The proposal is the latest in a series of moves by Lon LaGrave, head of a group of parents trying to overturn a ban on travel by student-athletes at Kadena and Kubasaki high schools to non-DODDS-sponsored events.

“We will come up with the proposal and send it out” to DODDS-Okinawa District Superintendent Gayle Vaughn-Wiles and DODDS-Pacific Director Nancy Bresell, LaGrave said after a meeting Monday night at Kadena’s Schilling Recreation Center that attracted 70 people, 20 of them Kadena and Kubasaki athletes.

DODDS district spokesman Henry Meyer, who attended Monday’s meeting, said DODDS is willing to discuss the issue but was skeptical of the plan’s feasibility.

“Let’s be real. We’re faced with a $15 million budget cut,” Meyer said after the meeting — a lively 90-minute session that featured contentious exchanges among parents, LaGrave and Meyer.

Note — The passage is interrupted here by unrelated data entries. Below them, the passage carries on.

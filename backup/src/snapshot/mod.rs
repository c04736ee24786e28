// File: backup/src/snapshot/mod.rs

//! Consistent point-in-time copies of the live store
//!
//! A snapshot is taken with the store's own online-copy primitive rather than
//! a raw file copy, so a snapshot taken while requests are writing is still a
//! valid, independently openable database.
//!
//! # Snapshot Process
//!
//! 1. Remove any stale file left at the target by an earlier crash
//! 2. `VACUUM INTO` the target path
//! 3. On failure, delete whatever the copy left behind

pub mod engine;

pub use engine::SnapshotEngine;
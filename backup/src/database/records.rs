//! Database record types (entities).
//!
//! This module contains all the record structs used by the database layer.

use chrono::{DateTime, Utc};
use serde::{Deserialize, Serialize};
use uuid::Uuid;

#[derive(Debug, Clone, Serialize, Deserialize)]
pub struct GlobalSettingRecord {
    pub key: String,
    pub value: String,
    pub updated_at: DateTime<Utc>,
}

/// One append-only audit entry
#[derive(Debug, Clone, Serialize, Deserialize, PartialEq)]
pub struct AuditRecord {
    pub id: String,
    pub action: String,
    pub entity_type: String,
    pub details: Option<String>,
    pub timestamp: DateTime<Utc>,
}

impl AuditRecord {
    pub fn new(action: &str, entity_type: &str, details: serde_json::Value) -> Self {
        Self {
            id: Uuid::new_v4().to_string(),
            action: action.to_string(),
            entity_type: entity_type.to_string(),
            details: Some(details.to_string()),
            timestamp: Utc::now(),
        }
    }
}
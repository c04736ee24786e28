//! Retention: bound the number of artifacts kept in the backup directory.
//!
//! Given a cap `n > 0`, the `n` newest artifacts by modification time survive
//! and everything older is deleted, oldest first. A cap of zero means
//! unlimited. In-progress files are invisible here, so a sweep can never
//! delete a container that is still being written.

use std::path::PathBuf;
use tracing::{info, instrument, warn};

use crate::artifact::{list_artifacts, BackupArtifact};
use crate::errors::BackupResult;
use crate::fsutil::remove_if_exists;

#[derive(Debug, Clone)]
pub struct RetentionManager {
    backup_dir: PathBuf,
}

/// Result of one sweep
#[derive(Debug, Clone, Default, PartialEq, Eq)]
pub struct RetentionReport {
    pub kept: Vec<String>,
    pub deleted: Vec<String>,
    pub failed: Vec<String>,
}

impl RetentionManager {
    pub fn new(backup_dir: impl Into<PathBuf>) -> Self {
        Self {
            backup_dir: backup_dir.into(),
        }
    }

    /// Delete every artifact beyond the `cap` newest.
    ///
    /// A failure to delete one artifact is logged and recorded in the report;
    /// the sweep carries on with the rest.
    #[instrument(skip(self))]
    pub async fn enforce(&self, cap: i64) -> BackupResult<RetentionReport> {
        let artifacts = list_artifacts(&self.backup_dir).await?;

        if cap <= 0 {
            info!("Retention unlimited, keeping all {} backups", artifacts.len());
            return Ok(RetentionReport {
                kept: names(&artifacts),
                ..Default::default()
            });
        }

        let cap = cap as usize;
        if artifacts.len() <= cap {
            info!(
                "No old backups to clean up (have {}, keeping {})",
                artifacts.len(),
                cap
            );
            return Ok(RetentionReport {
                kept: names(&artifacts),
                ..Default::default()
            });
        }

        let (keep, expired) = artifacts.split_at(cap);
        info!(
            "Cleaning up {} old backups (keeping {} most recent)",
            expired.len(),
            cap
        );

        let mut report = RetentionReport {
            kept: names(keep),
            ..Default::default()
        };

        // Oldest first
        for artifact in expired.iter().rev() {
            let path = self.backup_dir.join(&artifact.name);
            match remove_if_exists(&path).await {
                Ok(()) => {
                    info!("Deleted old backup: {}", artifact.name);
                    report.deleted.push(artifact.name.clone());
                }
                Err(e) => {
                    warn!("Failed to delete backup {}: {}", artifact.name, e);
                    report.failed.push(artifact.name.clone());
                }
            }
        }

        info!(
            "Retention sweep finished: {} deleted, {} failed",
            report.deleted.len(),
            report.failed.len()
        );
        Ok(report)
    }
}

fn names(artifacts: &[BackupArtifact]) -> Vec<String> {
    artifacts.iter().map(|a| a.name.clone()).collect()
}
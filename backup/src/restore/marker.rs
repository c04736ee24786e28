// File: backup/src/restore/marker.rs
use chrono::{DateTime, Utc};
use serde::{Deserialize, Serialize};
use std::path::{Path, PathBuf};

use crate::errors::{BackupError, BackupResult};
use crate::fsutil::publish;

/// Persisted flag for a pending restore; consumed once at the next boot
#[derive(Debug, Clone, Serialize, Deserialize, PartialEq)]
#[serde(rename_all = "camelCase")]
pub struct RestoreMarker {
    pub staged_path: PathBuf,
    pub timestamp: DateTime<Utc>,
    pub original_artifact_name: String,
}

impl RestoreMarker {
    pub fn new(staged_path: impl Into<PathBuf>, original_artifact_name: &str) -> Self {
        Self {
            staged_path: staged_path.into(),
            timestamp: Utc::now(),
            original_artifact_name: original_artifact_name.to_string(),
        }
    }

    /// Read the marker at `path`; `None` when no restore is pending
    pub async fn read(path: &Path) -> BackupResult<Option<Self>> {
        match tokio::fs::read(path).await {
            Ok(bytes) => Ok(Some(serde_json::from_slice(&bytes)?)),
            Err(e) if e.kind() == std::io::ErrorKind::NotFound => Ok(None),
            Err(e) => Err(BackupError::io(format!("read {}", path.display()), e)),
        }
    }

    /// Blocking read used by startup recovery
    pub fn read_sync(path: &Path) -> anyhow::Result<Option<Self>> {
        match std::fs::read(path) {
            Ok(bytes) => Ok(Some(serde_json::from_slice(&bytes)?)),
            Err(e) if e.kind() == std::io::ErrorKind::NotFound => Ok(None),
            Err(e) => Err(e.into()),
        }
    }

    /// Atomically write the marker to `path`
    pub async fn write(&self, path: &Path) -> BackupResult<()> {
        let json = serde_json::to_vec_pretty(self)?;
        publish(path, &json).await
    }
}
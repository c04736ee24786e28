pub mod archive;
pub mod artifact;
pub mod config;
pub mod constants;
pub mod database;
pub mod errors;
pub mod fsutil;
pub mod layout;
pub mod restore;
pub mod retention;
pub mod scheduler;
pub mod services;
pub mod snapshot;

// Re-export commonly used types
pub use archive::ArchiveBuilder;
pub use artifact::{ArtifactFormat, BackupArtifact, BackupOrigin, BackupScope};
pub use config::{Config, ConfigManager};
pub use database::{AuditSink, Database, SettingsStore};
pub use errors::{BackupError, BackupResult};
pub use layout::StoreLayout;
pub use restore::{apply_pending_restore, RecoveryOutcome, RestoreCoordinator, RestoreTicket};
pub use retention::{RetentionManager, RetentionReport};
pub use scheduler::{AutoBackupConfig, BackupScheduler, SchedulerState};
pub use services::{BackupService, BackupStats};
pub use snapshot::SnapshotEngine;
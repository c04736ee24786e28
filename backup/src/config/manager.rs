// File: backup/src/config/manager.rs
use super::Config;
use anyhow::{anyhow, Result};
use std::path::Path;
use std::sync::Arc;
use tokio::fs;
use tracing::{debug, info, warn};

use crate::artifact;

pub struct ConfigManager {
    current_config: Arc<Config>,
}

impl ConfigManager {
    pub async fn new(config_dir: impl AsRef<Path>) -> Result<Self> {
        let config = Self::load_configuration(config_dir.as_ref()).await?;
        Ok(Self {
            current_config: Arc::new(config),
        })
    }

    pub fn get_current_config(&self) -> Arc<Config> {
        self.current_config.clone()
    }

    async fn load_configuration(config_dir: &Path) -> Result<Config> {
        let main_config_path = config_dir.join("main.toml");
        let main_config_content = fs::read_to_string(&main_config_path)
            .await
            .map_err(|e| anyhow!("Failed to read main config {}: {}", main_config_path.display(), e))?;

        let config = Self::parse(&main_config_content)?;

        info!(
            "Loaded config: store {}/{}, backups in {}, {} auxiliary sources",
            config.data_dir.display(),
            config.database_file,
            config.backup_dir.display(),
            config.auxiliary_sources.len()
        );

        Ok(config)
    }

    /// Parse and validate a `main.toml` document
    pub fn parse(content: &str) -> Result<Config> {
        let config: Config =
            toml::from_str(content).map_err(|e| anyhow!("Failed to parse main config: {}", e))?;

        artifact::validate_artifact_name(&config.database_file)
            .map_err(|e| anyhow!("database_file: {}", e))?;

        if config.auto_backup.interval_hours == 0 {
            return Err(anyhow!("auto_backup.interval_hours must be greater than zero"));
        }

        for source in &config.auxiliary_sources {
            if source.archive_name.is_empty()
                || source.archive_name.contains(['/', '\\'])
                || source.archive_name == ".."
                || source.archive_name == crate::constants::archive::DATA_DIR
            {
                return Err(anyhow!(
                    "Invalid archive_name '{}' for auxiliary source {}",
                    source.archive_name,
                    source.path.display()
                ));
            }
            if !source.path.exists() {
                warn!(
                    "Auxiliary source {} does not exist yet, it will be skipped by full backups",
                    source.path.display()
                );
            } else {
                debug!("Auxiliary source {} -> {}", source.path.display(), source.archive_name);
            }
        }

        Ok(config)
    }
}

“I don’t see a willingness by this group to compromise,” Meyer said.“There has to be a middle ground. The question is, where is the middle ground? But we are willing to talk and we are willing to listen.”

LaGrave told the group that he wants the sports schedules for Japan, Okinawa and Korea to mirror Divisions I, II and III schedules for DODDS-Europe.

“That is our justification to travel to Japan and Korea,” said LaGrave, 52, a sixth-grade teacher at Bechtel Elementary at Camp McTureous who has two children who play sports at Kadena.

DODDS schools in Japan and Korea co-sponsor independent regular-season leagues, in cooperation with international schools in their areas.

The fact that Kadena and Kubasaki only face each other and don’t travel to other DODDS-Pacific schools until the season-ending Far East tournaments represents an “inequity” for students here, LaGrave said.

LaGrave said his group’s proposal will ask that school officials from Japan, Okinawa and Korea meet and discuss integrating the three regions into one schedule “as soon as possible.”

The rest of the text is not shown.